§ **ACTIVITY**
The entries below hold a line with "static ref X: Vec<Complex64>" and a line with "static ref CNOT: Vec<Complex64>". Return those lines and all that lie between them, exactly and only.

§ **PROVIDED ENTRIES**
========================

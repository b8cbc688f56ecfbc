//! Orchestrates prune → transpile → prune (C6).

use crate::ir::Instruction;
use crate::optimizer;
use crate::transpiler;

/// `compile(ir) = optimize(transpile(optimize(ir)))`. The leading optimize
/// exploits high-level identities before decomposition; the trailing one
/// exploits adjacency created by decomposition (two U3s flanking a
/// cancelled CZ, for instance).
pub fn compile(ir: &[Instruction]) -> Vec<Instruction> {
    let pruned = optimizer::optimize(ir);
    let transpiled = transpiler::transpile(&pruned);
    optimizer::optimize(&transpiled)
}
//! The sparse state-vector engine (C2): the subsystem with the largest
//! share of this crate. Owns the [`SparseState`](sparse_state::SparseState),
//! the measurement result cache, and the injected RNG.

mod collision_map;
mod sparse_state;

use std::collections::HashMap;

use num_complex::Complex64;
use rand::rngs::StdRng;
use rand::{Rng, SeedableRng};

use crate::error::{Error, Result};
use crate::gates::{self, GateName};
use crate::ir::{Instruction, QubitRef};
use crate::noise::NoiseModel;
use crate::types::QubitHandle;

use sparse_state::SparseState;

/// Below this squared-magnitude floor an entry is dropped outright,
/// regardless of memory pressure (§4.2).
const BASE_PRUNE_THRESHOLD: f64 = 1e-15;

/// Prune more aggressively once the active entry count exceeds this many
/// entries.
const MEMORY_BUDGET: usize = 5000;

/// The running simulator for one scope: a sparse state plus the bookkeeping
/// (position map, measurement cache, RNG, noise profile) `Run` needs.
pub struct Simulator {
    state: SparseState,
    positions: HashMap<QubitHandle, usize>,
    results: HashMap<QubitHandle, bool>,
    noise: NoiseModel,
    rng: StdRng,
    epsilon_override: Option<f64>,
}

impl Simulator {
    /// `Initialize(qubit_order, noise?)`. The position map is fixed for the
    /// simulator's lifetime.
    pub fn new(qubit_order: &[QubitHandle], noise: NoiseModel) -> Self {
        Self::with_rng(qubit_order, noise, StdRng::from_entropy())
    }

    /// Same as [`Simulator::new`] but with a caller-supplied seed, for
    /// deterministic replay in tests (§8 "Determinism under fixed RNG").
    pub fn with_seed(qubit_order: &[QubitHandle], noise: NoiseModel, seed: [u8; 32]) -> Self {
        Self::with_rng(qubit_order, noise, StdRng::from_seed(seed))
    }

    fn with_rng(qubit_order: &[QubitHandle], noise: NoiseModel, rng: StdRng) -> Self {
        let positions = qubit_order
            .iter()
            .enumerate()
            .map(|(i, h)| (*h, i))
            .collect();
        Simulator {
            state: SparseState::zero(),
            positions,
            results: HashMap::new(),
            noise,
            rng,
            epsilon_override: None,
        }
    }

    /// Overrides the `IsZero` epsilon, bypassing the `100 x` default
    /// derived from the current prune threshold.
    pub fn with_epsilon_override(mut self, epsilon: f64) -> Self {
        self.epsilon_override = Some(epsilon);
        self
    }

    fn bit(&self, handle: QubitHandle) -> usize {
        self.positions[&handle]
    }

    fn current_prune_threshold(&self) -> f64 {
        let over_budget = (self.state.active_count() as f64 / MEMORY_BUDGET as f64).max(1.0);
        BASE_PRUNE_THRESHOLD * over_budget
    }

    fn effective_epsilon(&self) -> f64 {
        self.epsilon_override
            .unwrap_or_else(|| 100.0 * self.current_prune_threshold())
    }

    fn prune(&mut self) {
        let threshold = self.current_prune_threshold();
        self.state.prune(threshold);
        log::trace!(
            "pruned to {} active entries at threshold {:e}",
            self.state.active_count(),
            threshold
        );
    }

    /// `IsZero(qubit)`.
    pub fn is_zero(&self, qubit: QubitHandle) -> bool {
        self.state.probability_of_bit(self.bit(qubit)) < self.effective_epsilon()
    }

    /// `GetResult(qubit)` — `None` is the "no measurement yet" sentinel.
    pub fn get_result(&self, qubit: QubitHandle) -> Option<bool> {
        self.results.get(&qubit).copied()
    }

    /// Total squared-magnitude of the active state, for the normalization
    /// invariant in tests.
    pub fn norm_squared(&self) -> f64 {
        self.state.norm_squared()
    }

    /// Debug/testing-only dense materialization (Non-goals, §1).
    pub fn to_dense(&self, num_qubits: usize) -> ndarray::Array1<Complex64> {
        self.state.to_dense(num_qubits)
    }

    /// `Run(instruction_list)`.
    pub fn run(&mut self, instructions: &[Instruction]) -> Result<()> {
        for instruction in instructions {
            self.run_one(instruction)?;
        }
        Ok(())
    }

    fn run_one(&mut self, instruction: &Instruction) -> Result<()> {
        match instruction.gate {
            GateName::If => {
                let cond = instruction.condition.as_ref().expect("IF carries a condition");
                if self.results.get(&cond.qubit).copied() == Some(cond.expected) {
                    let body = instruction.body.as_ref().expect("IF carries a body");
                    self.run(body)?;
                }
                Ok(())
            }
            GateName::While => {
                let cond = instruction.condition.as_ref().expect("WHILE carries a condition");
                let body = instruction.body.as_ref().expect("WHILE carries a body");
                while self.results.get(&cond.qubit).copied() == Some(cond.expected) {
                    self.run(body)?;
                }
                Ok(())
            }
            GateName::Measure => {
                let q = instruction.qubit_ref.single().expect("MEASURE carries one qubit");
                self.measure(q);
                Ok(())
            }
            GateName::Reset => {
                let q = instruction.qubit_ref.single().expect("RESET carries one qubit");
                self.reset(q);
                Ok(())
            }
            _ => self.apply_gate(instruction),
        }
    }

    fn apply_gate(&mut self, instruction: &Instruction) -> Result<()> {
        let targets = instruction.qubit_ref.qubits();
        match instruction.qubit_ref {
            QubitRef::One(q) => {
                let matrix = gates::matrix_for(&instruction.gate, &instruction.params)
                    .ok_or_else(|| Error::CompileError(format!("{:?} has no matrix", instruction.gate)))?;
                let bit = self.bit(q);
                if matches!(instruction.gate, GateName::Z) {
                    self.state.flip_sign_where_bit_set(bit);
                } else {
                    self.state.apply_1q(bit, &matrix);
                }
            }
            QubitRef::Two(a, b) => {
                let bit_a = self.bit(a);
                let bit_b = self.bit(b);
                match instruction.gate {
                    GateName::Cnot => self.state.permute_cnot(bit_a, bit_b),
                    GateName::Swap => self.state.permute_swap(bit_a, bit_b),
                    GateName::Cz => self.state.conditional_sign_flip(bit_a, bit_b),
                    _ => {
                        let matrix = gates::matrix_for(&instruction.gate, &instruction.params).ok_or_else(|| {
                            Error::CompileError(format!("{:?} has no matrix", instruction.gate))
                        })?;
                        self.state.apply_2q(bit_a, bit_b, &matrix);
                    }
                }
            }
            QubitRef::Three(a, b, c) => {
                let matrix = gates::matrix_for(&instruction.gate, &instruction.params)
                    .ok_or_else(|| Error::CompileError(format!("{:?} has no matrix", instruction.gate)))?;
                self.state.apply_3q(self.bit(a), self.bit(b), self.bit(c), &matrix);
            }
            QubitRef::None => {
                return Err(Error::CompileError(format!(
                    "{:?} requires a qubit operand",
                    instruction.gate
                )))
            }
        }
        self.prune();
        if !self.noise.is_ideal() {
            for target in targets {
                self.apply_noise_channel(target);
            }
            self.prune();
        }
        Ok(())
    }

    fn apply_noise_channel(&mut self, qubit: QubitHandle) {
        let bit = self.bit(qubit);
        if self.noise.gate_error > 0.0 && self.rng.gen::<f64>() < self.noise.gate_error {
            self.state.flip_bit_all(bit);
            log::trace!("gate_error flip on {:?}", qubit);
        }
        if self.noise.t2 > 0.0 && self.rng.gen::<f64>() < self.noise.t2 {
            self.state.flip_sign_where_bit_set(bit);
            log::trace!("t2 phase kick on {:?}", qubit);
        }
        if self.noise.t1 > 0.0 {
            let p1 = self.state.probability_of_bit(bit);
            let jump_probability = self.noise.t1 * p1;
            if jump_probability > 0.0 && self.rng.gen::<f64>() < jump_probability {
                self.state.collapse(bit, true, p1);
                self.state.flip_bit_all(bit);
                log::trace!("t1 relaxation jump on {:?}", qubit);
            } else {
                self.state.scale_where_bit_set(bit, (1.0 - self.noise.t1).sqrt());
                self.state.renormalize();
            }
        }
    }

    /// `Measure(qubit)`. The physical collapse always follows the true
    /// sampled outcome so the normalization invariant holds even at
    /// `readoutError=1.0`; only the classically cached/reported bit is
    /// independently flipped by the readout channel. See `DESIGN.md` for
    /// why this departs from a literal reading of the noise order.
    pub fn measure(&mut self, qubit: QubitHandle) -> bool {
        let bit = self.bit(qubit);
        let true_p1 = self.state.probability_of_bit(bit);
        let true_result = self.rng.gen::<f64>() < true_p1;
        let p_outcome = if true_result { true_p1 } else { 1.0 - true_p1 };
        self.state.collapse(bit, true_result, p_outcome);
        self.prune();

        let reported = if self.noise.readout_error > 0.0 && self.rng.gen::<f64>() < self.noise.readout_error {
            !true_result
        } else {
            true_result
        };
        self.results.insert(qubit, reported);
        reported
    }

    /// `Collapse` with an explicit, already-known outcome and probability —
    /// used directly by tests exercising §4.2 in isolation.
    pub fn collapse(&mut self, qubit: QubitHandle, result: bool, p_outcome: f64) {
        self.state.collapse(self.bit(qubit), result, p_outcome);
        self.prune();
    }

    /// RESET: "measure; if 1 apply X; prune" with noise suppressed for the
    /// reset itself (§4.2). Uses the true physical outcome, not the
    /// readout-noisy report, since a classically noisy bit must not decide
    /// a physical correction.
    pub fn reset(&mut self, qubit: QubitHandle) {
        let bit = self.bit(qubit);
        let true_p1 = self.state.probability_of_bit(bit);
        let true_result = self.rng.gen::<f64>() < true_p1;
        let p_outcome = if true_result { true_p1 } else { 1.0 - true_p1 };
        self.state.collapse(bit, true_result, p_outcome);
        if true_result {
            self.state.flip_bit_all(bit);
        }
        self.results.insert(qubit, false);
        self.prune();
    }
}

========================

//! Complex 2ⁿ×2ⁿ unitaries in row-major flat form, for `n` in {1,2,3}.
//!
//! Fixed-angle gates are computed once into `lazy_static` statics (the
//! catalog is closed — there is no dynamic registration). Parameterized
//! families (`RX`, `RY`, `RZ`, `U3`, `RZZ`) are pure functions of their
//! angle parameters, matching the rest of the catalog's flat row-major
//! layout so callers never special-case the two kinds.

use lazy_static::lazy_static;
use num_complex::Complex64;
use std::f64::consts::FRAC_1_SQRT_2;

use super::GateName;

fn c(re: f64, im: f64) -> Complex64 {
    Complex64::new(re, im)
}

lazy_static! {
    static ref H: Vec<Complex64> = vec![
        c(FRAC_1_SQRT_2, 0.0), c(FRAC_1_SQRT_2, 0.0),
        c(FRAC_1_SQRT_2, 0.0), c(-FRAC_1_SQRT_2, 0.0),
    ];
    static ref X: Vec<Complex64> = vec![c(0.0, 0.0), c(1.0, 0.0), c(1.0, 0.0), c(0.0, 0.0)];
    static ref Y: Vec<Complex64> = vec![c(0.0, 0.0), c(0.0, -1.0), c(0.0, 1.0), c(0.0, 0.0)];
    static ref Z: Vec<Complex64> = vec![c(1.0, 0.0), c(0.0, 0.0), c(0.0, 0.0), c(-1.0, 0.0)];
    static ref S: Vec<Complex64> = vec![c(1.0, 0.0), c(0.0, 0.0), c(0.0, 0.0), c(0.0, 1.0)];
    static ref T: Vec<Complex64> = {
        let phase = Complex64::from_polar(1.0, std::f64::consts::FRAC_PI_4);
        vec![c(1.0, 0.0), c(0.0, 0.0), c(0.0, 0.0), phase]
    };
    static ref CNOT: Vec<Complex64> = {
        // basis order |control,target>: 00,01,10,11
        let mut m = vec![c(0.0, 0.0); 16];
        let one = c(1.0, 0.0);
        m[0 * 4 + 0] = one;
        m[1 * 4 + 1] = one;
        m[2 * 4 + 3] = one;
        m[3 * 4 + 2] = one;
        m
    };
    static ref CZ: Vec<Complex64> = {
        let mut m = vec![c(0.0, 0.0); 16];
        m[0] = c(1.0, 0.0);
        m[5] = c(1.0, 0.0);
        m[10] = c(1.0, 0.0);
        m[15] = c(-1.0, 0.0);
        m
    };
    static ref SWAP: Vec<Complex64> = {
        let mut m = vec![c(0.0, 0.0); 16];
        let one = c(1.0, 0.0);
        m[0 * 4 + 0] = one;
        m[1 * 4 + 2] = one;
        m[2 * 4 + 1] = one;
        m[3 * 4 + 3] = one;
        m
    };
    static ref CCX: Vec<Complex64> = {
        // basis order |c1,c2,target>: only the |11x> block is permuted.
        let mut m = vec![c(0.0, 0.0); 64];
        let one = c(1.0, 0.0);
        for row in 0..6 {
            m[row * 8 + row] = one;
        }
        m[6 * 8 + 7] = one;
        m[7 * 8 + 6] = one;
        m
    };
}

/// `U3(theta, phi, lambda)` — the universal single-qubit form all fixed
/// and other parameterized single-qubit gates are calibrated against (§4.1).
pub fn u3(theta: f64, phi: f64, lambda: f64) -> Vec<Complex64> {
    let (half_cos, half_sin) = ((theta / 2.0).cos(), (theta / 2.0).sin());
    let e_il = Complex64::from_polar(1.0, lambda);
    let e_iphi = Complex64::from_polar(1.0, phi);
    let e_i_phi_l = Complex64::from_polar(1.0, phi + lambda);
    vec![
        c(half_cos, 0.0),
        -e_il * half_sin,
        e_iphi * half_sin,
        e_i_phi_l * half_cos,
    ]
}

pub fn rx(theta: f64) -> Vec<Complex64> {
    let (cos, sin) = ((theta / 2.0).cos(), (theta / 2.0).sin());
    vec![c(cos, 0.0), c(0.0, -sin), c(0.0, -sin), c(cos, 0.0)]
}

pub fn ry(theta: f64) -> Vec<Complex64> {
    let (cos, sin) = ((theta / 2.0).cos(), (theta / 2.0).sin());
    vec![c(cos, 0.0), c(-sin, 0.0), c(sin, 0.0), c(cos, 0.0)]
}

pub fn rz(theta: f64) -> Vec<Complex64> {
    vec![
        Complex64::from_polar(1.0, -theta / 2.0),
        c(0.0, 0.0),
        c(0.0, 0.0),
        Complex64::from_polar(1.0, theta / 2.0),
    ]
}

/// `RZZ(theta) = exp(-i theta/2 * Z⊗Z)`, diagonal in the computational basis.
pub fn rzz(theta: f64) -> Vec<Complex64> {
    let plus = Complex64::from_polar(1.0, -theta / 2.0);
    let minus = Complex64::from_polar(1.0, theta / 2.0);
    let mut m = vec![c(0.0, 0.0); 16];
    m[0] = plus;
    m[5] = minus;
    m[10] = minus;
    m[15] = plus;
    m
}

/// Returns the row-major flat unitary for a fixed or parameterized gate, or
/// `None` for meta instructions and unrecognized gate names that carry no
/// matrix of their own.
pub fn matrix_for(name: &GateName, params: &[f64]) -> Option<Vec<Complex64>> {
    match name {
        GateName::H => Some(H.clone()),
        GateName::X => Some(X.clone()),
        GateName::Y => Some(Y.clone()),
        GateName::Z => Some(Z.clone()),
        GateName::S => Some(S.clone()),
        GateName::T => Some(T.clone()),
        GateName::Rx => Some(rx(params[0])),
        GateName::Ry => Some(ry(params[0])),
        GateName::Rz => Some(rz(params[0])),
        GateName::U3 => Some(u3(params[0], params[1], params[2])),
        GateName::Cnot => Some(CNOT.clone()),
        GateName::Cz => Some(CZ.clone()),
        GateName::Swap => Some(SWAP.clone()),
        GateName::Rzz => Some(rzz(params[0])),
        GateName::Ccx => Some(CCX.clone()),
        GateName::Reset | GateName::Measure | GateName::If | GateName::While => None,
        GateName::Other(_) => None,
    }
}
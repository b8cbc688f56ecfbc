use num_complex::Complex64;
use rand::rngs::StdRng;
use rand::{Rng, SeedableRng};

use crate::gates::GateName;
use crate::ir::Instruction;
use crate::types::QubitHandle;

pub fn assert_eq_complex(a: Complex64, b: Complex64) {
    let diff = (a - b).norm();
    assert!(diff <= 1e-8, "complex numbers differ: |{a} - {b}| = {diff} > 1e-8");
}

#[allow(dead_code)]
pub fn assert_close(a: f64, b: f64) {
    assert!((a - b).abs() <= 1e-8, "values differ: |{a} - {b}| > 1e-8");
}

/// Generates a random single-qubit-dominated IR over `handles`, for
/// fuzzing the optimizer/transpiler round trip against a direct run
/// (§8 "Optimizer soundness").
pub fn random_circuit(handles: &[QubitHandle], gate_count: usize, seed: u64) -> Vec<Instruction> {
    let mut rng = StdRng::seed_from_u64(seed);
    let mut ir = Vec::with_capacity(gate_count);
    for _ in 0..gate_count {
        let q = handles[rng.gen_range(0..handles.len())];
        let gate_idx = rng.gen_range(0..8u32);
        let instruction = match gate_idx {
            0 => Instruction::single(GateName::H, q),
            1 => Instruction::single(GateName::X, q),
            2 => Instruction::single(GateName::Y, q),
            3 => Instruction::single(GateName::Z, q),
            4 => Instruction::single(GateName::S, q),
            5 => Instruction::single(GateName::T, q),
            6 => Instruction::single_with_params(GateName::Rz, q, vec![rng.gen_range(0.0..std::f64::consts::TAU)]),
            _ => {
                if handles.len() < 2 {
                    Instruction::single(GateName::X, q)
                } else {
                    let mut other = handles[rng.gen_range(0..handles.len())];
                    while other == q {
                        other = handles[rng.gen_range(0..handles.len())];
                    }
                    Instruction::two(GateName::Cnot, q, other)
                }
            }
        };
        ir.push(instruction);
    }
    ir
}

========================

§ **SOLUTION**
    static ref X: Vec<Complex64> = vec![c(0.0, 0.0), c(1.0, 0.0), c(1.0, 0.0), c(0.0, 0.0)];
    static ref Y: Vec<Complex64> = vec![c(0.0, 0.0), c(0.0, -1.0), c(0.0, 1.0), c(0.0, 0.0)];
    static ref Z: Vec<Complex64> = vec![c(1.0, 0.0), c(0.0, 0.0), c(0.0, 0.0), c(-1.0, 0.0)];
    static ref S: Vec<Complex64> = vec![c(1.0, 0.0), c(0.0, 0.0), c(0.0, 0.0), c(0.0, 1.0)];
    static ref T: Vec<Complex64> = {
        let phase = Complex64::from_polar(1.0, std::f64::consts::FRAC_PI_4);
        vec![c(1.0, 0.0), c(0.0, 0.0), c(0.0, 0.0), phase]
    };
    static ref CNOT: Vec<Complex64> = {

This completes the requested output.